For the next 2 years I was a volunteer at French Camp Academy (a Christian Boarding School in Mississippi) during the school year, traveling to visit family and friends during the summer months. But in the summer of 2007 things changed and I ended up back on the road again full-time. I had left to meet up with friends at the Winnebago Grand National Rally in Forest City, Iowa, planning to return and go to work full time back at French Camp Academy when the summer was over. I was going to sell my RV and everything. It wasn’t that I didn’t enjoy the lifestyle, but I did not enjoy doing things alone. I’m a very active person, enjoying hiking, biking, and sightseeing, and although I could do these things by myself, I didn’t want to. But at the rally in Iowa I met Sharon Del Rosario who was at the time president of the Solos, the singles chapter of the Escapees RV Club. She invited me to attend one of their rallies in Kendallville, IN, in September 2007. It was there I found out about several other singles RV clubs such as the SI’s, the singles chapter of FMCA; the LOWs, Loners on Wheels, a national club with chapters in every state; and the WINs, Wandering Individual Network. Although I remain a member of the SOLOs and the SIs, I spend most of my time traveling with the WINs.

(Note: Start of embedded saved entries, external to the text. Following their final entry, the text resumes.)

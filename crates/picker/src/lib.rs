//! Fills the search box with a random example query.

pub mod pools;
pub mod random;

pub use pools::{ExamplePool, PLAIN_EXAMPLES, REGEX_EXAMPLES};
pub use random::{Fixed, SeededRandom};

use tode_core::{RandomSource, SearchType, TextInput, Toggle, ValueField};
use tracing::{debug, trace};

/// Writes a random example into the search input, choosing the pool from
/// the regex toggle each time it runs.
pub struct ExamplePicker<I, T, R> {
    input: I,
    regex: T,
    rng: R,
}

impl<I, T, R> ExamplePicker<I, T, R>
where
    I: TextInput,
    T: Toggle,
    R: RandomSource,
{
    pub fn new(input: I, regex: T, rng: R) -> Self {
        Self { input, regex, rng }
    }

    /// Pool the next `pick` would draw from.
    pub fn active_pool(&self) -> ExamplePool {
        ExamplePool::for_regex_mode(self.regex.is_checked())
    }

    pub fn pick(&mut self) -> &'static str {
        let pool = self.active_pool();
        let index = pool.index_for(self.rng.next_f64());
        let value = pool.examples()[index];
        trace!(?pool, index, value, "picked example");

        self.input.set_value(value);
        value
    }
}

/// Resets the search-type field to [`SearchType::Normal`].
///
/// Run once when the page is composed.
pub fn init_search_type<F: ValueField + ?Sized>(field: &F) {
    debug!(value = SearchType::Normal.as_str(), "resetting search type");
    field.set_value(SearchType::Normal.as_str());
}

I was surprised at how many single women were out there traveling in their RVs, some full-time and others just part-time. The ratio is about 50/50 men to women within the clubs. Each club has its own benefits and style. The SIs and SOLOs usually meet throughout the year for rallies, staying a week or so, doing some sightseeing and lots of visiting and socializing, but then they scatter until the next rally. The WINs, on the other hand, give you the opportunity to travel with other singles virtually 52 weeks a year if you desire. Their style is gatherings within a circuit or caravan, moving each week or so to a new location. Many times there are multiple gatherings going on at the same time.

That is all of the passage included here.